285. Inorder Successor in BST

JIAKAOBO

LeetCode

感谢赞助!

• ㊗️
• 大家
• offer
• 多多！

Problem

Given a binary search tree and a node in it, find the in-order successor of that node in the BST.

The successor of a node p is the node with the smallest key greater than p.val.

Example 1:

Input: root = [2,1,3], p = 1
Output: 2
Explanation: 1's in-order successor node is 2. Note that both p and the return value is of TreeNode type.

Example 2:

Input: root = [5,3,6,2,4,null,null,1], p = 6
Output: null
Explanation: There is no in-order successor of the current node, so the answer is null.

Note:

If the given node has no in-order successor in the tree, return null.
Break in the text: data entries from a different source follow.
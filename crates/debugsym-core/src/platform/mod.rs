//! # Platform Capabilities
//!
//! The resolver never touches the disk, the network, or child processes
//! directly. It goes through three narrow capability traits defined here,
//! each carrying exactly the operations the resolver consumes:
//!
//! - [`Filesystem`]: existence checks, rename, delete, directory creation,
//!   content hashing and file metadata
//! - [`Downloader`]: fetch a URL into a destination file
//! - [`ProcessRunner`]: run a program and capture its output
//!
//! Production implementations live in the submodules:
//!
//! - [`local`]: [`LocalFilesystem`] on `tokio::fs` and [`SystemProcessRunner`]
//!   on `tokio::process`
//! - [`mirror`]: [`MirrorDownloader`], which serves `file://` URLs from a
//!   mounted symbol mirror
//!
//! A real HTTP transport is supplied by the embedding application through
//! [`Downloader`]. Tests substitute in-memory fakes for all three.
//!
//! The traits use return-position `impl Future` so the resolver can move
//! their futures onto tokio worker tasks; every returned future is `Send`.

use std::ffi::OsString;
use std::future::Future;
use std::io;
use std::path::Path;

use crate::types::ContentDigest;

pub mod local;
pub mod mirror;

pub use local::{LocalFilesystem, SystemProcessRunner};
pub use mirror::MirrorDownloader;

/// Metadata about an existing file.
#[derive(Debug, Clone, Copy, PartialEq, Eq)]
pub struct FileInfo
{
    /// Size in bytes
    pub len: u64,
    /// Whether the path is a regular file
    pub is_file: bool,
}

/// Captured result of a finished child process.
#[derive(Debug, Clone, Default, PartialEq, Eq)]
pub struct ProcessOutput
{
    /// Exit code, `None` when the process was terminated by a signal.
    pub code: Option<i32>,
    /// Captured standard output (lossy UTF-8)
    pub stdout: String,
    /// Captured standard error (lossy UTF-8)
    pub stderr: String,
}

impl ProcessOutput
{
    /// Output of a process that exited with `code`.
    pub fn exited(code: i32) -> Self
    {
        Self {
            code: Some(code),
            ..Self::default()
        }
    }

    /// Whether the process exited with status zero.
    pub fn success(&self) -> bool
    {
        self.code == Some(0)
    }
}

/// Filesystem operations used by the cache, fetcher and patcher.
pub trait Filesystem: Send + Sync + 'static
{
    /// Whether anything exists at `path`.
    fn exists(&self, path: &Path) -> impl Future<Output = bool> + Send;

    /// Rename `from` to `to`, replacing `to` if the platform allows it.
    fn rename(&self, from: &Path, to: &Path) -> impl Future<Output = io::Result<()>> + Send;

    /// Delete the file at `path`.
    fn remove(&self, path: &Path) -> impl Future<Output = io::Result<()>> + Send;

    /// Create `path` and all missing parents.
    fn create_dir_all(&self, path: &Path) -> impl Future<Output = io::Result<()>> + Send;

    /// Content digest of the file at `path`.
    fn content_digest(&self, path: &Path) -> impl Future<Output = io::Result<ContentDigest>> + Send;

    /// Metadata for `path`, `None` if it does not exist.
    fn file_info(&self, path: &Path) -> impl Future<Output = Option<FileInfo>> + Send;
}

/// Retrieves a remote file into a local destination.
///
/// Failure is routine: a missing debug file on the server is an expected
/// outcome, so implementations report it as `false` instead of an error.
pub trait Downloader: Send + Sync + 'static
{
    /// Download `url` into `dest`. Returns `true` only if the file was
    /// retrieved and fully written.
    fn download(&self, url: &str, dest: &Path) -> impl Future<Output = bool> + Send;
}

/// Runs external programs.
pub trait ProcessRunner: Send + Sync + 'static
{
    /// Run `program` with `args` to completion and capture its output.
    ///
    /// Dropping the returned future must terminate the child.
    fn run(&self, program: &str, args: &[OsString]) -> impl Future<Output = io::Result<ProcessOutput>> + Send;
}
//! Content hashing for cache keys.
//!
//! Binaries are keyed by the SHA-256 of their bytes. The digest is only a
//! deduplication key: identical binaries share one cache slot no matter
//! which dump or module they came from.

use std::fmt::Write as _;
use std::fs::File;
use std::io::{self, BufReader, Read};
use std::path::Path;

use sha2::{Digest, Sha256};

use crate::types::ContentDigest;

const READ_CHUNK: usize = 64 * 1024;

/// Hash the file at `path` without loading it into memory at once.
///
/// This is blocking I/O; async callers should run it on the blocking pool
/// (see [`LocalFilesystem`](crate::platform::LocalFilesystem)).
///
/// ## Errors
///
/// Returns any error from opening or reading the file.
pub fn hash_file(path: &Path) -> io::Result<ContentDigest>
{
    let mut reader = BufReader::with_capacity(READ_CHUNK, File::open(path)?);
    let mut hasher = Sha256::new();
    let mut buf = vec![0u8; READ_CHUNK];
    loop {
        let read = reader.read(&mut buf)?;
        if read == 0 {
            break;
        }
        hasher.update(&buf[..read]);
    }
    Ok(finish(hasher))
}

/// Hash an in-memory buffer.
pub fn hash_bytes(bytes: &[u8]) -> ContentDigest
{
    let mut hasher = Sha256::new();
    hasher.update(bytes);
    finish(hasher)
}

fn finish(hasher: Sha256) -> ContentDigest
{
    let mut hex = String::with_capacity(64);
    for byte in hasher.finalize() {
        let _ = write!(hex, "{byte:02x}");
    }
    ContentDigest::from_hex(hex)
}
It’s guaranteed that the values of the tree are unique.

Code

class Solution {
    public TreeNode inorderSuccessor(TreeNode root, TreeNode p) {
        TreeNode res = null;

        while(root != null){
            if(p.val < root.val){
                res = root;
                root = root.left;
            } else {
                root = root.right;
            }
        }

        return res;
    }
}

class Solution {
    TreeNode pre;
    TreeNode res;
    
    public TreeNode inorderSuccessor(TreeNode root, TreeNode p) {
        if(root == null) return null;
        if(root.left == null  && root.right == null) return null;

        helper(root, p);
        return res;
    }

    private void helper(TreeNode root, TreeNode target){
        if(root == null) return;

        helper(root.left, target);

        if(pre == target){
            res = root;
            // 不要忘记给pre赋值，不然走到下一步pre仍然是target
            pre = root;
            return;
        }

        pre = root;

        helper(root.right, target);
    }
}

class Solution {
    public TreeNode inorderSuccessor(TreeNode root, TreeNode p) {
        if(root == null) return null;

        if(p.val < root.val){
            // 结果一定在左边，但是当前的点可能是结果
            TreeNode temp = inorderSuccessor(root.left, p);
            // temp == null 表示没找到，所以就是当前点
            return (temp == null) ? root : temp;
        } else {
            return inorderSuccessor(root.right, p);
        }
    }
}

class Solution:
    def inorderSuccessor(self, root: 'TreeNode', p: 'TreeNode') -> 'TreeNode':
        res = None

        while root:
            if root.val > p.val:
                # 预留res为可能的结果
                res = root
                root = root.left
            else:
                root = root.right

        return res

class Solution:
    def inorderSuccessor(self, root: 'TreeNode', p: 'TreeNode') -> 'TreeNode':
        stack = []
        prev = False
        while root or len(stack):
            while root:
                stack.append(root)
                root = root.left

            root = stack.pop()
            if prev:
                return root

            if root.val == p.val:
                prev = True

            root = root.right

        return None